Editorial: Kudos to gov’t for targetting hospitals for all districts in Ghana
It is the wish of every human being walking on this Planet Earth that he or she does not fall sick because some diseases are very difficult to treat, even if the resources are available.
But, as the adage goes, man proposes but God disposes – so long as we continue to walk on the surface of this earth, we will fall sick, and should that happen, we have to be treated at a well designated place called hospital.
In view of this, hospitals play important roles in the health delivery system in Ghana and beyond. This is why it has always been the priority of every government to construct hospitals in all corners of the country to ensure proper health care delivery.
Comparatively, Ghana is far ahead of some of her compatriots when it comes to the availability of health facilities, but like the proverbial Oliver Twist, we are still crying for more, largely due to population explosion.
There are still so many districts in Ghana that do not have district hospitals. This makes referral cases from the rural areas very difficult to handle. In fact, serious medical cases from the remote areas usually result in death, because of the distance between the village where the patient is coming from and the nearest district or regional hospital.
It was, therefore, welcome news when President Akufo-Addo announced sometime this year that his administration was going to construct one hundred bed hospitals in all the districts that do not have such facilities.
Looking at the quantum of resources needed to tackle such an ambitious project, there were those who thought it would never happen.

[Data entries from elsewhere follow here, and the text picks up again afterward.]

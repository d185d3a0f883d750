//! Sequential request handoff: a wizard-style edit conversation.
//!
//! Simulates a multi-step workflow where every request revises the same
//! pending entity and nothing reaches storage until the final commit.

use std::sync::Arc;

use serde_json::json;

use colloquy::workflow::{ConversationHandle, WorkflowScope, WorkflowTarget};
use colloquy::{ConversationLifecycle, FactoryKey, SessionFactoryRegistry, UnitOfWork};

use colloquy::orm::stub::{StubDatabase, StubFactory};

#[derive(Default)]
struct WizardPage {
    handle: ConversationHandle,
}

impl WizardPage {
    fn handle(&self) -> &ConversationHandle {
        &self.handle
    }
}

impl WorkflowScope for WizardPage {
    fn conversation(&self) -> Option<&ConversationHandle> {
        Some(&self.handle)
    }
}

fn wizard_uow(registry: &Arc<SessionFactoryRegistry>, page: &Arc<WizardPage>) -> UnitOfWork {
    let mut uow =
        UnitOfWork::with_listener(registry.clone(), Arc::new(ConversationLifecycle::new()));
    uow.set_target(WorkflowTarget::Active(page.clone()));
    uow
}

#[test]
fn ten_step_edit_commits_only_at_the_end() {
    let factory = StubFactory::new(StubDatabase::new());
    let mut registry = SessionFactoryRegistry::new();
    registry.register(FactoryKey::Default, factory.clone());
    let registry = Arc::new(registry);
    let page = Arc::new(WizardPage::default());

    // request 0 creates the draft
    let id = {
        let mut uow = wizard_uow(&registry, &page);
        let session = uow.current_session(&FactoryKey::Default).unwrap();
        let id = session
            .with(|s| s.save("Draft", json!({"title": "v0", "step": 0})))
            .unwrap();
        uow.end().unwrap();
        id
    };

    // requests 1..=9 each revise the pending draft
    for step in 1..10u32 {
        let mut uow = wizard_uow(&registry, &page);
        let session = uow.current_session(&FactoryKey::Default).unwrap();

        let draft = session.with(|s| s.get("Draft", id)).unwrap().unwrap();
        assert_eq!(draft["step"], step - 1, "should see the previous revision");

        session
            .with(|s| {
                s.update(
                    "Draft",
                    id,
                    json!({"title": format!("v{step}"), "step": step}),
                )
            })
            .unwrap();
        uow.end().unwrap();

        // still nothing in storage mid-conversation
        assert_eq!(factory.database().row_count("Draft"), 0);
    }

    // final request flushes and commits, ending the conversation
    {
        let mut uow = wizard_uow(&registry, &page);
        let session = uow.current_session(&FactoryKey::Default).unwrap();
        session.flush().unwrap();
        session.commit().unwrap();
        uow.end().unwrap();
    }

    assert!(page.handle().get(&FactoryKey::Default).is_none());
    assert_eq!(factory.open_sessions(), 0);
    let committed = factory.database().committed("Draft", id).unwrap();
    assert_eq!(committed["title"], "v9");
    assert_eq!(committed["step"], 9);
}
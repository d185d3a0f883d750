//! Conversational lifecycle listener: sessions that span requests.

use std::time::Duration;

use chrono::Utc;

use crate::config::LifecycleConfig;
use crate::orm::FlushMode;
use crate::session::{SharedSession, UowState};
use crate::types::{FactoryKey, SessionResult};
use crate::workflow::{ConversationHandle, WorkflowTarget};

use super::{open_bound_session, rollback_and_close, LifecycleListener};

/// Extends the per-request lifecycle with long conversations.
///
/// A conversation-aware workflow context keeps its session, and any
/// unflushed changes, across requests until an explicit commit leaves
/// nothing left to track. Conversation sessions run in manual flush mode,
/// so intermediate requests never write to storage.
#[derive(Debug, Default)]
pub struct ConversationLifecycle {
    idle_timeout: Option<Duration>,
}

impl ConversationLifecycle {
    pub fn new() -> Self {
        Self::default()
    }

    /// Apply `[conversation]` settings from configuration.
    pub fn from_config(config: &LifecycleConfig) -> Self {
        Self {
            idle_timeout: config.conversation.idle_timeout(),
        }
    }

    /// The stored session for `key`, discarding it first when it has sat
    /// idle past the configured limit.
    fn stored_session(
        &self,
        handle: &ConversationHandle,
        key: &FactoryKey,
    ) -> Option<SharedSession> {
        let session = handle.get(key)?;
        if let (Some(limit), Some(last_used)) = (self.idle_timeout, handle.last_used(key)) {
            let idle = Utc::now().signed_duration_since(last_used);
            if idle.to_std().is_ok_and(|idle| idle > limit) {
                tracing::info!(
                    key = %key,
                    "discarding conversation session idle for {}s",
                    idle.num_seconds()
                );
                if session.is_open() {
                    if let Err(e) = rollback_and_close(&session, key) {
                        tracing::warn!(key = %key, "failed to close expired conversation session: {e}");
                    }
                }
                handle.set(key, None);
                return None;
            }
        }
        Some(session)
    }
}

impl LifecycleListener for ConversationLifecycle {
    fn on_session_requested(
        &self,
        state: &mut UowState,
        key: &FactoryKey,
    ) -> SessionResult<SharedSession> {
        match state.target().clone() {
            // destination not instantiated yet: open eagerly so entity
            // loads within this request already see a consistent view
            WorkflowTarget::Pending { conversational } => {
                let session = open_bound_session(state, key)?;
                if conversational {
                    session.set_flush_mode(FlushMode::Manual);
                }
                Ok(session)
            }
            WorkflowTarget::Active(scope) => {
                let Some(handle) = scope.conversation() else {
                    // plain context: standard per-request session
                    return open_bound_session(state, key);
                };
                if let Some(session) = self.stored_session(handle, key) {
                    if session.is_open() {
                        state.bind(key.clone(), session.clone())?;
                        match session.begin() {
                            Ok(()) => {
                                state.record_opened(key);
                                handle.set(key, Some(session.clone()));
                                tracing::debug!(
                                    uow = %state.id(), key = %key,
                                    "resumed conversation session"
                                );
                                return Ok(session);
                            }
                            Err(e) => {
                                state.unbind(key);
                                tracing::warn!(
                                    key = %key,
                                    "could not restart conversation session, opening new: {e}"
                                );
                            }
                        }
                    }
                }
                let session = open_bound_session(state, key)?;
                session.set_flush_mode(FlushMode::Manual);
                handle.set(key, Some(session.clone()));
                Ok(session)
            }
            WorkflowTarget::None => open_bound_session(state, key),
        }
    }

    fn on_unit_of_work_end(&self, state: &mut UowState) -> SessionResult<()> {
        let target = state.target().clone();
        let handle = match &target {
            WorkflowTarget::Active(scope) => scope.conversation(),
            _ => None,
        };

        let mut first_error = None;
        for key in state.opened_keys() {
            let Some(session) = state.unbind(&key) else {
                continue;
            };
            // an open transaction at request end is never committed
            // implicitly; only an explicit earlier commit counts
            let transaction_committed = if session.transaction_active() {
                if let Err(e) = session.rollback() {
                    tracing::warn!(key = %key, "rollback failed: {e}");
                }
                false
            } else {
                true
            };

            match handle {
                Some(handle) => {
                    if transaction_committed && !session.is_dirty() {
                        // nothing left to track: the conversation ends
                        if let Err(e) = session.close() {
                            tracing::error!(key = %key, "failed to close conversation session: {e}");
                            first_error.get_or_insert(e.into());
                        }
                        handle.set(&key, None);
                    } else {
                        handle.set(&key, Some(session));
                    }
                }
                None => {
                    if session.is_open() {
                        if let Err(e) = session.close() {
                            tracing::error!(key = %key, "failed to close session: {e}");
                            first_error.get_or_insert(e.into());
                        }
                    }
                }
            }
        }
        state.clear_opened();
        match first_error {
            Some(e) => Err(e),
            None => Ok(()),
        }
    }

    fn on_unit_of_work_error(&self, state: &mut UowState) {
        for key in state.opened_keys() {
            if let Some(session) = state.unbind(&key) {
                if let Err(e) = rollback_and_close(&session, &key) {
                    tracing::warn!(key = %key, "cleanup after error failed: {e}");
                }
            }
            // reopen inline so unrelated work later in the failed unit of
            // work still finds a usable session
            if let Err(e) = open_bound_session(state, &key) {
                tracing::error!(key = %key, "failed to reopen session after error: {e}");
            }
        }
    }
}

The Chronicle is, therefore, happy with a news report by Day Break Newspaper yesterday, that funding had been secured and that work would start soon in all parts of the country.
The paper quoted a Deputy Minister of Health, Dr Bernard Okoe Boye, as saying that “as I speak, through the very hard work of this government, the President, the Chief of Staff, companies that were taken through rigorous process at the Public Procurement Authority to see whether they have the capacity to handle the projects have gone through all the processes.
“As we speak, in the coming few days, some might even receive signals to come for [the] award letters for the projects to start, so we have gone through a lot of processes. There has been assessment; there has been evaluation; companies have submitted their proposals; we have gone through PPA.”
Dr Okoe Boye was optimistic that the cutting of sods for the projects would officially start as soon as President Akufo-Addo is inaugurated on January 7, next month.
Since Dr Okoe Boye is a well-respected physician and politician, The Chronicle does not think he would make such a major pronouncement if nothing is really going on in the background. Ghanaians are, therefore, anxiously waiting for the start of the project, which will, no doubt, help to boost healthcare delivery in the country.